We are given three pipes that can fill a pool in different amounts of time. The first pipe can fill the pool in 20 minutes, the second pipe can fill it in 24 minutes, and the third pipe can fill it in 30 minutes. We need to determine how long it will take for all three pipes to fill the pool together.

Solution

To find the time it takes for all three pipes to fill the pool together, we can calculate the reciprocal of the sum of the reciprocals of the individual pipe rates.
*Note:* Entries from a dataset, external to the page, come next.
//! Provider seams: where updates come from and where replies go.

use async_trait::async_trait;
use tracing::info;

use memobot_core::types::{Offset, Update, UserId};

use crate::error::{BotError, FetchError};

/// Source of inbound updates.
#[async_trait]
pub trait UpdateFetcher: Send + Sync {
    /// Updates with id greater than `since`, or all pending updates when
    /// `since` is `None`.
    async fn fetch_updates(&self, since: Option<Offset>) -> Result<Vec<Update>, FetchError>;
}

/// Destination for reply text.
#[async_trait]
pub trait ReplySender: Send + Sync {
    async fn send_reply(&self, user_id: UserId, text: &str) -> Result<(), BotError>;
}

/// Sender that only logs replies.
#[derive(Debug, Default, Clone, Copy)]
pub struct NullReplySender;

#[async_trait]
impl ReplySender for NullReplySender {
    async fn send_reply(&self, user_id: UserId, text: &str) -> Result<(), BotError> {
        info!(user_id, chars = text.chars().count(), "Reply dropped (no sender)");
        Ok(())
    }
}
Let's denote the rates of the three pipes as follows: - Rate of the first pipe = 1 pool / 20 minutes - Rate of the second pipe = 1 pool / 24 minutes - Rate of the third pipe = 1 pool / 30 minutes

To find the combined rate of all three pipes, we add up their individual rates: Combined rate = Rate of the first pipe + Rate of the second pipe + Rate of the third pipe

To find the time it takes to fill the pool, we take the reciprocal of the combined rate: Time = 1 / Combined rate

Let's calculate the combined rate and the time it takes to fill the pool.

Calculation

The rate of the first pipe is 1 pool / 20 minutes. The rate of the second pipe is 1 pool / 24 minutes. The rate of the third pipe is 1 pool / 30 minutes.

The combined rate is the sum of the individual rates: Combined rate = 1/20 + 1/24 + 1/30

To calculate the combined rate, we need to find a common denominator for the fractions. The least common multiple (LCM) of 20, 24, and 30 is 120.

Converting the fractions to have a common denominator of 120: Combined rate = (6/120) + (5/120) + (4/120) = 15/120 = 1/8

The combined rate is 1/8 pool per minute.

To find the time it takes to fill the pool, we take the reciprocal of the combined rate: Time = 1 / (1/8) = 8 minutes

Answer

It will take 8 minutes for all three pipes to fill the pool together.

Explanation

When the three pipes work together, their combined rate is 1/8 pool per minute. This means that they can fill 1/8 of the pool in 1 minute. Therefore, it will take 8 minutes for them to fill the entire pool.